Below are the records; pull every line that includes "PersistError".

MATERIAL SUPPLIED:
= = = = =

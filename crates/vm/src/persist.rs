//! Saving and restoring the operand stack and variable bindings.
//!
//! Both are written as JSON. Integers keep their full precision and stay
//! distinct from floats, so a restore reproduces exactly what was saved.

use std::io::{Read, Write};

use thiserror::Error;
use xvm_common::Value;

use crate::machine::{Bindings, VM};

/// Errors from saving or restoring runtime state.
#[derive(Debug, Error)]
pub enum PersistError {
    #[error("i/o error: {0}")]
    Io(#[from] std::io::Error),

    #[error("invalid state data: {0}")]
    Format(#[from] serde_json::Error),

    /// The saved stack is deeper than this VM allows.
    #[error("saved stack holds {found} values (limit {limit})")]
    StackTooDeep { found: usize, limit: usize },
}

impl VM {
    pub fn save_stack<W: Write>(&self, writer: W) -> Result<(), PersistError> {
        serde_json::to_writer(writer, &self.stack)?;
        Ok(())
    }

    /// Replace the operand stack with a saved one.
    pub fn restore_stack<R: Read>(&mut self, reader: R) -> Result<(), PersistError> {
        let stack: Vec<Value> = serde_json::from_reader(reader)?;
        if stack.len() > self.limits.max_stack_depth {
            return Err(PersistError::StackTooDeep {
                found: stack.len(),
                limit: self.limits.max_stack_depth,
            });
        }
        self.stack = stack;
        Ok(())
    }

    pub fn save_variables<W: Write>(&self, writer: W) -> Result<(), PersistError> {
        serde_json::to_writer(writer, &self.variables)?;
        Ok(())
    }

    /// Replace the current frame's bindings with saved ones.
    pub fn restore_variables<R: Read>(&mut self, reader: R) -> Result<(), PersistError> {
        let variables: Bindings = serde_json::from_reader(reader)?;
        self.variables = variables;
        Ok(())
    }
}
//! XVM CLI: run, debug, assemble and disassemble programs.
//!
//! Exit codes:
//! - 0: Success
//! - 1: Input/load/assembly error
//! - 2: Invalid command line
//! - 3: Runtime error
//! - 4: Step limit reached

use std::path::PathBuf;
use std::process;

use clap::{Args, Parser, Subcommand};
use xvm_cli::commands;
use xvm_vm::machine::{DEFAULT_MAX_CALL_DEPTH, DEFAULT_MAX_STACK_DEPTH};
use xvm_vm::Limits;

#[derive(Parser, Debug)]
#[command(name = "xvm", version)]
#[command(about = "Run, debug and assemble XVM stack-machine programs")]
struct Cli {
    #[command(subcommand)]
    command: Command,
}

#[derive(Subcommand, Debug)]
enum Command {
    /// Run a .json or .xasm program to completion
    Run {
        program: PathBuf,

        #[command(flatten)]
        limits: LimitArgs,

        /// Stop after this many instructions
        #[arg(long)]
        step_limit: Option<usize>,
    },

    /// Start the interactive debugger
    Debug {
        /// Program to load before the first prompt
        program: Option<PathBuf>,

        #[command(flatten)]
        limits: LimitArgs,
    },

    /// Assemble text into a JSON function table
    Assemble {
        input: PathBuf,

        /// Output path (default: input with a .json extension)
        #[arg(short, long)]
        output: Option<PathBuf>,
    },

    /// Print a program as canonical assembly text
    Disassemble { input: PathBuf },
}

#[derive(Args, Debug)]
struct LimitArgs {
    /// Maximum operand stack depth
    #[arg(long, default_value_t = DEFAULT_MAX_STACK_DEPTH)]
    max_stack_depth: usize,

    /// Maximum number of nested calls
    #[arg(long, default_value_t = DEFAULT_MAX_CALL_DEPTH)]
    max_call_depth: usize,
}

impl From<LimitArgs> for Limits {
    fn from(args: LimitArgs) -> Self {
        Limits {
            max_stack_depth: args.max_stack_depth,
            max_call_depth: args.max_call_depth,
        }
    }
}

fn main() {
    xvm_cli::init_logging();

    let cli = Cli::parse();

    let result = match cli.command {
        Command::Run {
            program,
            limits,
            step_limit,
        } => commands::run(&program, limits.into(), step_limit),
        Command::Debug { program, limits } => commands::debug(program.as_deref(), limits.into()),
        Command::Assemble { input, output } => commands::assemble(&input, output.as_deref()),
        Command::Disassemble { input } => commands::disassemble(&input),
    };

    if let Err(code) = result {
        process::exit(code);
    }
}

= = = = =

OUTPUT BELOW:
pub enum PersistError {
    pub fn save_stack<W: Write>(&self, writer: W) -> Result<(), PersistError> {
    pub fn restore_stack<R: Read>(&mut self, reader: R) -> Result<(), PersistError> {
            return Err(PersistError::StackTooDeep {
    pub fn save_variables<W: Write>(&self, writer: W) -> Result<(), PersistError> {
    pub fn restore_variables<R: Read>(&mut self, reader: R) -> Result<(), PersistError> {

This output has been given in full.